Esta disparidad tiene su razón de ser en el peculiar olor a amoniaco que desprende el hákarl, y que se ve acompañado con un sabor cercano al de un queso muy, pero que muy fuerte. El chef y comunicador estadounidense Anthony Bourdain, acostumbrado a probarlo todo, se situó en el bando de los detractores. Tras comerlo por primera vez, afirmó rotundo que no habría una segunda. Ese aroma y gusto tan peculiares tienen una explicación. Para elaborar el hákarl, los islandeses utilizan ejemplares de tiburón de Groenlandia o boreal, cuyos grandes especímenes —pueden llegar a medir siete metros de longitud, pesar hasta 1.400 kilos y vivir cientos de años— viven en los mares que rodean la isla. Fermentar su carne es la única forma de comerla, ya que fresca es tóxica para el ser humano por su alto contenido en óxido de trimetilamina y urea.
Para eliminar ambos componentes, antiguamente el tiburón se enterraba bajo grava y grandes piedras en zonas cercanas a la orilla. Así permanecían durante meses sometida a las bajas temperaturas del clima islandés hasta que era sacado y se dejaba al aire libre para terminar el proceso. Ahora este se ha modernizado y, tras dejar fermentar el animal troceado en contenedores durante meses, se lava y se cuelga en secaderos al aire libre durante otros cuatro o cinco meses más para que las piezas vayan perdiendo las toxinas. El resultado de este largo proceso de curación son pedazos de carne recubiertos, por un lado, de una fina capa de color marrón y, por otro, de la piel seca del tiburón, muy áspera por los dentículos dérmicos que la cubren. Ambas se retiran para llegar a la carne fermentada, que es de color blanco. Esta se suele trocear en taquitos (teningar en islandés) que, una vez envasados, se conservan en frío. No es complicado encontrar tarrinas en los supermercados de la isla. Entonces solo es necesario abrir el recipiente —no se cocina— para iniciar una experiencia gastronómica que aseguro que es inolvidable.
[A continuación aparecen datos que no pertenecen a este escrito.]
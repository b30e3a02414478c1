//! Focus-score heuristics. The card score reads a run of daily buckets; the
//! period score reads completion rate and average time per task.

use crate::models::analytics::{DailyActivity, FocusScore};
use crate::services::analytics_utils::safe_ratio;

const COMPLETION_WEIGHT: f64 = 30.0;
const CONSISTENCY_WEIGHT: f64 = 40.0;
const PRODUCTIVITY_WEIGHT: f64 = 30.0;

const IDEAL_HOURS_LOW: f64 = 4.0;
const IDEAL_HOURS_HIGH: f64 = 6.0;
const OVERWORK_PENALTY_PER_HOUR: f64 = 5.0;

/// Peak of the period score's time bell curve: 30 minutes per task.
const IDEAL_MS_PER_TASK: f64 = 1_800_000.0;

pub const EMPTY_FOCUS_MESSAGE: &str = "Start tracking your productivity to see your focus score";

#[derive(Debug, Clone, Copy, PartialEq)]
pub struct CardFocusInputs {
    pub total_tasks: u32,
    pub completed_tasks: u32,
    pub days_active: u32,
    pub average_hours_per_day: f64,
}

impl CardFocusInputs {
    /// `days_active` is the number of buckets supplied, active or not.
    pub fn from_activities(days: &[DailyActivity]) -> Self {
        let total_tasks = days.iter().map(|day| day.task_count).sum();
        let completed_tasks = days.iter().map(|day| day.completed_count).sum();
        let total_hours: f64 = days.iter().map(|day| day.hours_spent).sum();
        let days_active = u32::try_from(days.len()).unwrap_or(u32::MAX);

        Self {
            total_tasks,
            completed_tasks,
            days_active,
            average_hours_per_day: safe_ratio(total_hours, f64::from(days_active)),
        }
    }
}

pub fn completion_component(inputs: &CardFocusInputs) -> f64 {
    if inputs.total_tasks == 0 {
        return 0.0;
    }
    let ratio = safe_ratio(
        f64::from(inputs.completed_tasks),
        f64::from(inputs.total_tasks),
    );
    (ratio * COMPLETION_WEIGHT).min(COMPLETION_WEIGHT)
}

pub fn consistency_component(inputs: &CardFocusInputs, window_days: u32) -> f64 {
    let window = f64::from(window_days.max(1));
    (f64::from(inputs.days_active) / window * CONSISTENCY_WEIGHT).min(CONSISTENCY_WEIGHT)
}

/// Full marks for 4 to 6 hours a day, ramping up below and decaying above.
pub fn productivity_component(average_hours_per_day: f64) -> f64 {
    let avg = average_hours_per_day;
    if !avg.is_finite() || avg <= 0.0 {
        return 0.0;
    }
    if avg < IDEAL_HOURS_LOW {
        (avg / IDEAL_HOURS_LOW) * PRODUCTIVITY_WEIGHT
    } else if avg <= IDEAL_HOURS_HIGH {
        PRODUCTIVITY_WEIGHT
    } else {
        (PRODUCTIVITY_WEIGHT - (avg - IDEAL_HOURS_HIGH) * OVERWORK_PENALTY_PER_HOUR).max(0.0)
    }
}

pub fn focus_message(score: u32) -> &'static str {
    if score >= 85 {
        "Exceptional focus! You're in the productivity zone."
    } else if score >= 70 {
        "Great focus habits forming. Keep it up!"
    } else if score >= 50 {
        "Good progress. Try to improve consistency."
    } else {
        "Building focus takes time. Set small, achievable goals."
    }
}

pub fn compute_card_focus_score(inputs: &CardFocusInputs, window_days: u32) -> FocusScore {
    let total = completion_component(inputs)
        + consistency_component(inputs, window_days)
        + productivity_component(inputs.average_hours_per_day);
    let score = total.round().clamp(0.0, 100.0) as u32;

    FocusScore {
        score,
        message: focus_message(score).to_string(),
    }
}

/// Card score straight from buckets, with the empty-state message when there
/// are none.
pub fn card_focus_from_activities(days: &[DailyActivity], window_days: u32) -> FocusScore {
    if days.is_empty() {
        return FocusScore {
            score: 0,
            message: EMPTY_FOCUS_MESSAGE.to_string(),
        };
    }
    compute_card_focus_score(&CardFocusInputs::from_activities(days), window_days)
}

/// Bell curve over average milliseconds per task, 0..=100.
pub fn time_score(average_ms_per_task: f64) -> f64 {
    if !average_ms_per_task.is_finite() || average_ms_per_task <= 0.0 {
        return 0.0;
    }
    let spread = (average_ms_per_task - IDEAL_MS_PER_TASK) / IDEAL_MS_PER_TASK;
    (100.0 * (-(spread * spread)).exp()).min(100.0)
}

/// `round((completion_rate + time_score) / 2)`, with the rate in percent.
pub fn compute_period_focus_score(completion_rate: f64, average_ms_per_task: f64) -> u32 {
    let rate = if completion_rate.is_finite() {
        completion_rate.clamp(0.0, 100.0)
    } else {
        0.0
    };
    ((rate + time_score(average_ms_per_task)) / 2.0)
        .round()
        .clamp(0.0, 100.0) as u32
}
La primera vez que probé el hákarl —sí, lo confieso, he repetido— fue en Bjarnarhöfn, una granja remota en la península de Snæfellsness, a 165 kilómetros de la capital Reikiavik, que se ha convertido en un peculiar museo sobre la forma de elaborar este plato desde el siglo XVII. Por supuesto, ofrece degustaciones. Lo primero que se nota al acercarse un trozo de tiburón fermentado a la boca es su fuerte olor a amoniaco. Una vez en ella, este permanece e invita a tragarlo rápidamente, sin masticar. Sin embargo, los lugareños aseguran que hacerlo es un error y que lo mejor es saborearlo mientras los dientes dan buena cuenta de él. La textura no es desagradable. Al contrario, es similar a la de un pescado en salazón. Y mantenerlo unos instantes en la boca permite apreciar su intenso sabor acre, más soportable cuando se acompaña con pan de centeno o queso para suavizarlo. Para rematar la experiencia, un chupito de Brennivin, un aguardiente local de cerca de 40 grados que también es conocida como svarti dauði, literalmente, “muerte negra”. La mercadotecnia gastronómica no es el fuerte de los islandeses… o sí.